Saved data entries:

- Opening Delimiter -

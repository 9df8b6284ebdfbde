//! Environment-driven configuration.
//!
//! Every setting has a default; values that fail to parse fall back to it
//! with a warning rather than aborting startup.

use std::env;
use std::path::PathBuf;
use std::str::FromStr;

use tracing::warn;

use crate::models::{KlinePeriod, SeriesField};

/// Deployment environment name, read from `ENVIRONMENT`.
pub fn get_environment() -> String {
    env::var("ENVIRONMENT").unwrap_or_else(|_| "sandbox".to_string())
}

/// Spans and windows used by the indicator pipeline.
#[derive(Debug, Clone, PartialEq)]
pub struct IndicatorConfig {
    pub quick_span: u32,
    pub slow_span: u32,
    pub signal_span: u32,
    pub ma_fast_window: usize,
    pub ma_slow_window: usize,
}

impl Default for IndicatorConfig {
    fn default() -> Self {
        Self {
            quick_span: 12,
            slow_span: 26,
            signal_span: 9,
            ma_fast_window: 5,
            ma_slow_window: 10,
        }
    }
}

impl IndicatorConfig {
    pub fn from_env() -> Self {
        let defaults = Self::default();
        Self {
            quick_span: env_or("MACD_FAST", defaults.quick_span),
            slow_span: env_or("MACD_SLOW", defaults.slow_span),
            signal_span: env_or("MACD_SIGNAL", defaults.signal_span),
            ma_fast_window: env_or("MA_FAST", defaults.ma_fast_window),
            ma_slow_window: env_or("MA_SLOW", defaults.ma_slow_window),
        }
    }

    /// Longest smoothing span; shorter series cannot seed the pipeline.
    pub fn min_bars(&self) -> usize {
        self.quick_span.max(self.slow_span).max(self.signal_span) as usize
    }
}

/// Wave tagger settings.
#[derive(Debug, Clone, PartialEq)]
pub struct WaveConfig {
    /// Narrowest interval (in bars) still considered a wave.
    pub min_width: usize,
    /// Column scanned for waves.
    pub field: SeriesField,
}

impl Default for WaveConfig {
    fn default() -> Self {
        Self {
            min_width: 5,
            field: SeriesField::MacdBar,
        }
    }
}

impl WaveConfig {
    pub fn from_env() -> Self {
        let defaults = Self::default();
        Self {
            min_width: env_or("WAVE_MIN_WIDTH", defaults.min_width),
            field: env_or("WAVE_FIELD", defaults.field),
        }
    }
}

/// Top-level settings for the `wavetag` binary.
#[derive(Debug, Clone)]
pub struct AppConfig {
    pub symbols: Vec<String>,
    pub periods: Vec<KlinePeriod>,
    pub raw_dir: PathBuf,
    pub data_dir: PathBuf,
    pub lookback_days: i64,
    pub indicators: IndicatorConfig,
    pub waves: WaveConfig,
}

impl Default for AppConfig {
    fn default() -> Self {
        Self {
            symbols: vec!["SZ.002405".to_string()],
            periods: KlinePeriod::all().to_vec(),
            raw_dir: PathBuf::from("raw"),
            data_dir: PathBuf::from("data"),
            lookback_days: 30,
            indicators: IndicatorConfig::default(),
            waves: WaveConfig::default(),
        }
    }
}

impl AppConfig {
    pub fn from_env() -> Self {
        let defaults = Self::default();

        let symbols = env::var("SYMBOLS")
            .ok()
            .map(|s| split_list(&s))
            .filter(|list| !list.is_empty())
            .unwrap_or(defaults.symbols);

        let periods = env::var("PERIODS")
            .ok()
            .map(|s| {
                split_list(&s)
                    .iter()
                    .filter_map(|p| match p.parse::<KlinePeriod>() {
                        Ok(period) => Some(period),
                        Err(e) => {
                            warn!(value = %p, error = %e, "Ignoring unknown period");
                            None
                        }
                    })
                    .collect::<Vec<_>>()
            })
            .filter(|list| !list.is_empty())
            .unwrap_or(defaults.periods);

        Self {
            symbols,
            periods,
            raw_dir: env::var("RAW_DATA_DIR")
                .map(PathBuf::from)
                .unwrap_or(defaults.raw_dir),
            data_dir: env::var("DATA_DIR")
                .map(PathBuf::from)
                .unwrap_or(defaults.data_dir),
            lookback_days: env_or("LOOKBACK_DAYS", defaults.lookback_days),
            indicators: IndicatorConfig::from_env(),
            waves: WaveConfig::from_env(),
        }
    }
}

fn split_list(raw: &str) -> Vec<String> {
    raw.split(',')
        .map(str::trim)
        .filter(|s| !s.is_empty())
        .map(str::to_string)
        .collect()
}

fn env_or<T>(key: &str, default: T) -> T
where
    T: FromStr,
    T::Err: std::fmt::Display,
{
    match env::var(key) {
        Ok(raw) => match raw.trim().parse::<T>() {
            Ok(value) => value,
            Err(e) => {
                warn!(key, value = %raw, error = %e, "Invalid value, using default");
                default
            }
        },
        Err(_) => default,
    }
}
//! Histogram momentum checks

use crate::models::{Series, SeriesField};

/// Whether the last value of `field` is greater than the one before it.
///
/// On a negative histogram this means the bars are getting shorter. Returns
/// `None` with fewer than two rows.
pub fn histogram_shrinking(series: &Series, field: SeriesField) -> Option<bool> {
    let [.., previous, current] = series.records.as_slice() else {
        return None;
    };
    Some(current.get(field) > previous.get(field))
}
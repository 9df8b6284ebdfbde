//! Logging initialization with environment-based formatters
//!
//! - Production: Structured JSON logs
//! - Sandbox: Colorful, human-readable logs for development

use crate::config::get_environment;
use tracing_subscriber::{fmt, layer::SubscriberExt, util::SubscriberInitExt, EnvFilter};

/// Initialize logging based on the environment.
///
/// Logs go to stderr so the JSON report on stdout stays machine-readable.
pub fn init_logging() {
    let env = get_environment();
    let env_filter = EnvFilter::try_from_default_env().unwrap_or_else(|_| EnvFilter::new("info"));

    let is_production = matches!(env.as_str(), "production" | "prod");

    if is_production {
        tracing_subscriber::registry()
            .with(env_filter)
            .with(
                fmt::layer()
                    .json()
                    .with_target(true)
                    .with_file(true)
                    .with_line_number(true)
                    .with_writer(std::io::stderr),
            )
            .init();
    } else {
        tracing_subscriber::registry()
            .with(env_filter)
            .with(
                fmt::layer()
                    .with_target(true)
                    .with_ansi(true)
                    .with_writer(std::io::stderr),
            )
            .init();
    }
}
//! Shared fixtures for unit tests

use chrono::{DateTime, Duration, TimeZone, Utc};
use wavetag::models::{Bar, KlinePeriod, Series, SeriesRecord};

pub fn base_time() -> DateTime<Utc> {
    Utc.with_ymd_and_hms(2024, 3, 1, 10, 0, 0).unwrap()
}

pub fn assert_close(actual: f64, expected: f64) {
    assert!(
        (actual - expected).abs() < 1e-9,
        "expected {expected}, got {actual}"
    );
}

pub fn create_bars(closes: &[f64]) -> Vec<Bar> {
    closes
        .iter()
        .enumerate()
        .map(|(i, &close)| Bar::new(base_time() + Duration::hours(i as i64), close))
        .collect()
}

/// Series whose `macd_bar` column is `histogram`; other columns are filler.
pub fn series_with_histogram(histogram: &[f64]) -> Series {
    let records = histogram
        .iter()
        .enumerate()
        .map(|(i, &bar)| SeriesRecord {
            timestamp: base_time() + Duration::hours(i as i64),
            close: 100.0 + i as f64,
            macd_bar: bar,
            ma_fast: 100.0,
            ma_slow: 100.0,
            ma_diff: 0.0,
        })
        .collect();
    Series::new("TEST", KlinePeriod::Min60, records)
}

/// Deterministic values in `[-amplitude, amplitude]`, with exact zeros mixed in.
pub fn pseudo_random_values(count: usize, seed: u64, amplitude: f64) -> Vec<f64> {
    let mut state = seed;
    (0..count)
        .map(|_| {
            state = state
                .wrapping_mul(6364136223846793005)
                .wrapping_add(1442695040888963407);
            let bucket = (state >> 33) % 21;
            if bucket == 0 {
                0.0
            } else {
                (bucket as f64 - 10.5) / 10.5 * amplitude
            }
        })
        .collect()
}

- Closing Delimiter -
- Opening Delimiter -

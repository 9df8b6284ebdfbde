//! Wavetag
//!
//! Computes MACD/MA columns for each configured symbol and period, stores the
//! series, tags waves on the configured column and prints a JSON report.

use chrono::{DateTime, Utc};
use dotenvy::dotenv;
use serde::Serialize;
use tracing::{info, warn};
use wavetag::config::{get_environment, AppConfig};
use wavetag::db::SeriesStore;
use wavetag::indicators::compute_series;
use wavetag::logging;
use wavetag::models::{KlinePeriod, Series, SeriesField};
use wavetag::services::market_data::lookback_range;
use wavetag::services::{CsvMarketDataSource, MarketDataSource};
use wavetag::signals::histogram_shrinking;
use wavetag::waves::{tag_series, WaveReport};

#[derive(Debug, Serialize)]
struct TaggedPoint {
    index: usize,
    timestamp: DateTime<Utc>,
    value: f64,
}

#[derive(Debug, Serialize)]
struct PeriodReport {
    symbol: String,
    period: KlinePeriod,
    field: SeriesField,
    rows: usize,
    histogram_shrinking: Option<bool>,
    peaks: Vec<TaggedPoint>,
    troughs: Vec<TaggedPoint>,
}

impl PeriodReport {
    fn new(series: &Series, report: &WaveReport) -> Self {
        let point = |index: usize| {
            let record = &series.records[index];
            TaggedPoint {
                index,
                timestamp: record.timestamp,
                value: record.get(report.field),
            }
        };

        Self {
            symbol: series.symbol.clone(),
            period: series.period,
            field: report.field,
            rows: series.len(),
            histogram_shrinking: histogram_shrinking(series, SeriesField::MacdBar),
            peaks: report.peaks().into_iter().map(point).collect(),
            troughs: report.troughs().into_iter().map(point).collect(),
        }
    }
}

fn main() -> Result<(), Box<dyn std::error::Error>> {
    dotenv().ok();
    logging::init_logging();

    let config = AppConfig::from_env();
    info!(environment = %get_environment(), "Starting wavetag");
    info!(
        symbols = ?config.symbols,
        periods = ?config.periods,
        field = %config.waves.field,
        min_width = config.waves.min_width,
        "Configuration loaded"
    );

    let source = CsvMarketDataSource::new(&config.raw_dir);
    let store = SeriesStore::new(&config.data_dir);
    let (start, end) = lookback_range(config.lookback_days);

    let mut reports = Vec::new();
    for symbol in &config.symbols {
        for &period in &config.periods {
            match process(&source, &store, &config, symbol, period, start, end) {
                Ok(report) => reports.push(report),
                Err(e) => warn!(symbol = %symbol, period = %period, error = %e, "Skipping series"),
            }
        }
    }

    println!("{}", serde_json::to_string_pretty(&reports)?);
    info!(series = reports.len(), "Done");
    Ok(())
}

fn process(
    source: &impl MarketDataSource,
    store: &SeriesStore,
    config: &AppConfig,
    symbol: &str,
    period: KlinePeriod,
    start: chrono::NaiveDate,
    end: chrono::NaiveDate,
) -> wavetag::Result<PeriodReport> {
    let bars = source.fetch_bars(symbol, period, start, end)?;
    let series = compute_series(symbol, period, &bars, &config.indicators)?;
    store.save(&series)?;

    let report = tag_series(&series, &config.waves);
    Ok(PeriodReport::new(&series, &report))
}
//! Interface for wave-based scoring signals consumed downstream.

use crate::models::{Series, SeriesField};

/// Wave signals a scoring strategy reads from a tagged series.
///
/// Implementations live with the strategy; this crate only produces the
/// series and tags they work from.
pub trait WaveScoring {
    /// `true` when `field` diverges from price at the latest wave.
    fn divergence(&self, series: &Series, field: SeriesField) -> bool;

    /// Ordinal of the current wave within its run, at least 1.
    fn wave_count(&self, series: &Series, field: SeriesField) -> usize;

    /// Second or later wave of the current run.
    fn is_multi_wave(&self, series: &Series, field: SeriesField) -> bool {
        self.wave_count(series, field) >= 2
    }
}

- Closing Delimiter -

* **Work order**: Note down each line above where the word "CsvMarketDataSource" occurs.

* **Written solution**:
use wavetag::services::{CsvMarketDataSource, MarketDataSource};
    let source = CsvMarketDataSource::new(&config.raw_dir);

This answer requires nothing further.